Die Idee mit dem türkischen Erpresser ist allerdings so hanebüchen, dass Herr Schmitz ihnen schnell auf die Schliche kommt. Die Situation eskaliert in Gewalt und einer Geiselnahme, und jede Entscheidung, die die beiden Jungs treffen, macht alles nur noch schlimmer. Ein Dream Team eben.

Es geht um Realitätsverlust und Eskapismus, aber auch um die Chancen in einer Gesellschaft. Oder wie Herr Schmitz es formuliert: "Euch braucht hier niemand. Die Jobs, für die ihr genau richtig seid, gibt es nicht mehr. Ihr seid überflüssig." Hübners Stück ist komisch, ohne seine Figuren zu denunzieren.

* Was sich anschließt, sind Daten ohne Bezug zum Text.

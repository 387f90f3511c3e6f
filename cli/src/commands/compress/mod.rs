//! # brpost Compress Command
//!
//! File: cli/src/commands/compress/mod.rs
//!
//! ## Overview
//!
//! `brpost compress` runs the post-build step against a build that has
//! already been written to disk. The CLI stands in for the bundler: it
//! resolves the output location, rebuilds the artifact map from the output
//! directory and drives the same two hooks a bundler would call.
//!
//! ## Architecture
//!
//! - `pipeline.rs`: `BrotliPlugin`, its hooks and the concurrent compression run
//! - `report.rs`: per-file outcomes and the printed summary
//!
//! ## Examples
//!
//! ```bash
//! # Compress everything under ./dist
//! brpost compress --dir dist
//!
//! # Single-file build, skip anything under 1 KiB, also compress a worker
//! brpost compress --file build/app.js --min-size 1024 --additional /srv/www/worker.js
//!
//! # Faster, text-tuned encoding
//! brpost compress --dir dist --quality 6 --mode text
//! ```
//!
//! Command flow:
//! 1. Load configuration (`--config` or user/project discovery) and apply flags
//! 2. Validate the effective configuration
//! 3. `generate_bundle` resolves the output directory
//! 4. Scan the output directory into an artifact map
//! 5. `write_bundle` compresses every candidate and returns a report
//! 6. Print the report. Per-file failures never change the exit status
//!
use crate::common::fs::scan;
use crate::core::artifact::OutputOptions;
use crate::core::config::{self, EncoderMode, PluginConfig};
use crate::core::error::Result;
use clap::Parser;
use std::path::PathBuf;
use tracing::info;

pub mod pipeline;
pub mod report;

pub use pipeline::BrotliPlugin;

/// # Compress Command Arguments (`CompressArgs`)
///
/// Flags override values from the configuration files.
#[derive(Parser, Debug)]
#[command(about = "Write Brotli-compressed .br siblings for a build's output files")]
pub struct CompressArgs {
    /// Output directory of the build.
    #[arg(long, short)]
    pub dir: Option<PathBuf>,

    /// Output file of a single-file build. Its parent directory is scanned and takes precedence over --dir.
    #[arg(long, short)]
    pub file: Option<PathBuf>,

    /// Extra absolute path to compress unconditionally. Can be repeated.
    #[arg(long, short, value_name = "PATH")]
    pub additional: Vec<PathBuf>,

    /// Skip files smaller than this many bytes (0 compresses everything).
    #[arg(long, value_name = "BYTES")]
    pub min_size: Option<u64>,

    /// Brotli quality, 0 (fastest) to 11 (smallest).
    #[arg(long, short, value_parser = clap::value_parser!(u32).range(0..=11))]
    pub quality: Option<u32>,

    /// Base-2 logarithm of the Brotli window size.
    #[arg(long, value_parser = clap::value_parser!(u32).range(10..=24))]
    pub lgwin: Option<u32>,

    /// Encoder mode hint.
    #[arg(long, value_enum)]
    pub mode: Option<EncoderMode>,

    /// Read configuration from this file instead of searching for `.brpost.toml`.
    #[arg(long, short, value_name = "FILE")]
    pub config: Option<PathBuf>,
}

impl CompressArgs {
    /// Applies command-line overrides on top of the loaded configuration.
    /// `--additional` paths are appended after the configured ones.
    fn apply_overrides(&self, config: &mut PluginConfig) {
        config.additional.extend(self.additional.iter().cloned());
        if let Some(min_size) = self.min_size {
            config.min_size = min_size;
        }
        if let Some(quality) = self.quality {
            config.options.quality = quality;
        }
        if let Some(lgwin) = self.lgwin {
            config.options.lgwin = lgwin;
        }
        if let Some(mode) = self.mode {
            config.options.mode = mode;
        }
    }

    fn output_options(&self) -> OutputOptions {
        OutputOptions {
            file: self.file.clone(),
            dir: self.dir.clone(),
        }
    }
}

/// # Handle Compress Command (`handle_compress`)
///
/// Returns an error only for invalid configuration or an unreadable output
/// directory. Individual files that are missing, too small, or fail to
/// compress are reported in the summary.
pub async fn handle_compress(args: CompressArgs) -> Result<()> {
    info!("Handling compress command with args: {:?}", args);

    let mut config = config::load_config(args.config.as_deref())?;
    args.apply_overrides(&mut config);
    config::expand_config_paths(&mut config);
    config::validate_config(&config)?;
    info!("Effective configuration: {:?}", config);

    let plugin = BrotliPlugin::new(config);
    info!("Running {} post-build step", plugin.name());
    let ctx = plugin.generate_bundle(&args.output_options());
    let artifacts = scan::collect_artifacts(&ctx.output_dir)?;
    let report = plugin.write_bundle(&ctx, &artifacts).await;
    if report.is_empty() {
        info!("Nothing to compress in {:?}", ctx.output_dir);
    }

    for line in report.compressed_lines() {
        println!("{}", line);
    }
    println!("{}", report.summary());
    Ok(())
}
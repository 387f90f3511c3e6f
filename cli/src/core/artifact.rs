//! # brpost Build Artifact Model
//!
//! File: cli/src/core/artifact.rs
//!
//! ## Overview
//!
//! Types describing what a bundler hands to a post-build step:
//!
//! - `Artifact`: one emitted output unit, either an `Asset` (raw bytes) or a
//!   `Chunk` (generated code as text).
//! - `OutputOptions`: the bundler's output location, either an explicit output
//!   file or an output directory.
//!
//! The artifact map itself is a `BTreeMap<String, Artifact>` keyed by the
//! artifact's file name, so iteration order is stable across runs.
//!
use std::collections::BTreeMap;
use std::path::PathBuf;

/// Map of artifact file name to artifact, as handed over by the host after a build.
pub type ArtifactMap = BTreeMap<String, Artifact>;

/// The content of an emitted artifact.
#[derive(Debug, Clone, PartialEq, Eq)]
pub enum ArtifactKind {
    /// Binary or text asset copied/emitted verbatim.
    Asset { source: Vec<u8> },
    /// Generated code.
    Chunk { code: String },
}

/// A single named output file produced by a build.
#[derive(Debug, Clone, PartialEq, Eq)]
pub struct Artifact {
    /// Path of the artifact relative to the output directory.
    pub file_name: String,
    pub kind: ArtifactKind,
}

impl Artifact {
    pub fn asset(file_name: impl Into<String>, source: Vec<u8>) -> Self {
        Self {
            file_name: file_name.into(),
            kind: ArtifactKind::Asset { source },
        }
    }

    pub fn chunk(file_name: impl Into<String>, code: impl Into<String>) -> Self {
        Self {
            file_name: file_name.into(),
            kind: ArtifactKind::Chunk { code: code.into() },
        }
    }

    /// The artifact's content as bytes: raw source for assets, UTF-8 encoding of the code for chunks.
    pub fn bytes(&self) -> &[u8] {
        match &self.kind {
            ArtifactKind::Asset { source } => source,
            ArtifactKind::Chunk { code } => code.as_bytes(),
        }
    }

    /// Short label for logs (`asset` / `chunk`).
    pub fn kind_label(&self) -> &'static str {
        match self.kind {
            ArtifactKind::Asset { .. } => "asset",
            ArtifactKind::Chunk { .. } => "chunk",
        }
    }
}

/// Where the bundler writes its output.
///
/// Mirrors the two ways a bundler is usually configured: a single output
/// `file` (the output directory is its parent) or an output `dir`.
#[derive(Debug, Clone, Default, PartialEq, Eq)]
pub struct OutputOptions {
    pub file: Option<PathBuf>,
    pub dir: Option<PathBuf>,
}

impl OutputOptions {
    /// Resolves the output directory: the parent of `file`, else `dir`, else the empty path.
    ///
    /// A bare output file name (no directory component) resolves to `.`.
    pub fn output_dir(&self) -> PathBuf {
        if let Some(file) = &self.file {
            return match file.parent() {
                Some(parent) if !parent.as_os_str().is_empty() => parent.to_path_buf(),
                _ => PathBuf::from("."),
            };
        }
        self.dir.clone().unwrap_or_default()
    }
}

Es ist tragisch, ohne eine Katastrophe aufzutürmen. Und all dies mit einer dramaturgischen und psychologischen Genauigkeit, die einmal mehr die Ausnahmestellung des 44-jährigen Dramatikers bestätigt und auf die sich jeder Regisseur blind verlassen kann.

Genau das tut Katja Lauke in der Casa in Essen. Im Podestbühnenbild von Katherine von Hellermann mit Kühlschrank, Fernseher und Türen, das sich nach und nach in lauter kleine Einsamkeitsinseln auflöst, inszeniert die Regisseurin ein temporeiches Spiel. Mit großem psychologischem Feinsinn arbeitet sie die sich ständig verschiebende seelische Balance zwischen Bruno, Tom und Herrn Schmitz heraus.

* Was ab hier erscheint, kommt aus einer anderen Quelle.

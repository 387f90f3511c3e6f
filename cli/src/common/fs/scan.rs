//! # brpost Output Directory Scanner
//!
//! File: cli/src/common/fs/scan.rs
//!
//! ## Overview
//!
//! Rebuilds the artifact map a bundler would hand to a post-build step by
//! walking its output directory with `walkdir`. Keys are paths relative to
//! the output directory using `/` separators, which is how bundlers name
//! their emitted files.
//!
//! Existing `.br` files are left out of the map: they are this tool's own
//! output from an earlier run, not build artifacts.
//!
//! A file that cannot be read, or whose relative name is not valid UTF-8,
//! is reported with one `WARN` line and left out. It never stops the scan.
//!
use crate::common::archive::compression::SUFFIX;
use crate::common::fs::io::read_artifact;
use crate::core::artifact::{Artifact, ArtifactMap};
use crate::core::error::{BrpostError, Result};
use std::path::Path;
use tracing::{debug, trace, warn};
use walkdir::WalkDir;

/// Collects every regular file under `output_dir` into an artifact map.
///
/// An empty `output_dir` means the current directory.
///
/// # Errors
///
/// Returns an `Err` only if `output_dir` is not an existing directory.
pub fn collect_artifacts(output_dir: &Path) -> Result<ArtifactMap> {
    collect_artifacts_with(output_dir, read_artifact)
}

/// Walks `output_dir` and builds each artifact with `read`.
fn collect_artifacts_with<F>(output_dir: &Path, mut read: F) -> Result<ArtifactMap>
where
    F: FnMut(&Path, &str) -> Result<Artifact>,
{
    let root = if output_dir.as_os_str().is_empty() {
        Path::new(".")
    } else {
        output_dir
    };

    if !root.is_dir() {
        anyhow::bail!(BrpostError::FileSystem(format!(
            "Output directory does not exist or is not a directory: {:?}",
            root
        )));
    }

    let mut artifacts = ArtifactMap::new();
    for entry in WalkDir::new(root).follow_links(false).sort_by_file_name() {
        let entry = match entry {
            Ok(entry) => entry,
            Err(e) => {
                let path = e.path().unwrap_or(root).to_path_buf();
                warn!("Error reading file {}: {}", path.display(), e);
                continue;
            }
        };
        if !entry.file_type().is_file() {
            continue;
        }
        let path = entry.path();
        let Ok(relative) = path.strip_prefix(root) else {
            continue;
        };
        let Some(file_name) = artifact_name(relative) else {
            warn!("Skipping {}: file name is not valid UTF-8", path.display());
            continue;
        };

        if file_name.ends_with(SUFFIX) {
            trace!("Ignoring previous output {}", file_name);
            continue;
        }

        match read(path, &file_name) {
            Ok(artifact) => {
                artifacts.insert(file_name, artifact);
            }
            Err(e) => warn!("Error reading file {}: {:#}", path.display(), e),
        }
    }

    debug!("Collected {} artifact(s) from {:?}", artifacts.len(), root);
    Ok(artifacts)
}

/// Joins the components of `relative` with `/`. `None` if any component is not UTF-8.
fn artifact_name(relative: &Path) -> Option<String> {
    relative
        .components()
        .map(|c| c.as_os_str().to_str())
        .collect::<Option<Vec<_>>>()
        .map(|parts| parts.join("/"))
}
//! # brpost Common Utilities (`common`)
//!
//! File: cli/src/common/mod.rs
//!
//! ## Overview
//!
//! Shared utilities used by the commands, kept apart from command-specific
//! logic (`commands::`) and core infrastructure (`core::`):
//!
//! - **`archive`**: Compressed-format detection and the Brotli compression driver.
//! - **`fs`**: Reading build output from disk into artifacts.
//!

/// Compressed-format detection and per-file Brotli compression.
pub mod archive;
/// Filesystem helpers (artifact reads, output directory scanning).
pub mod fs;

Raiko Küster versieht die Figur des Tom mit einer blinden Selbstsicherheit, die an Hochstapelei grenzt, aber nur seine Verunsicherung verdeckt. Wie in kommunizierenden Röhren schwingt sich Bruno (Lukas Graser) dagegen von kindlich-neurotischer Gewalttätigkeit zu immer realitätsgesättigteren Erkenntnissen auf. Und Christoph Fingers Schmitz-Figur paart Gutmütigkeit mit hartem Realitätssinn, die ihn in eine fast (lebens-)müde Erschöpfung treiben.

Dass "Dream Team" nur ein Stück über Jugendliche sei, ist allerdings eine vergebliche Hoffnung. Die Bankenkrise hat uns gelehrt hat, dass auch Manager vor Selbstüberschätzung nicht gefeit sind - nur endet das dann in einer Weltwirtschaftkrise.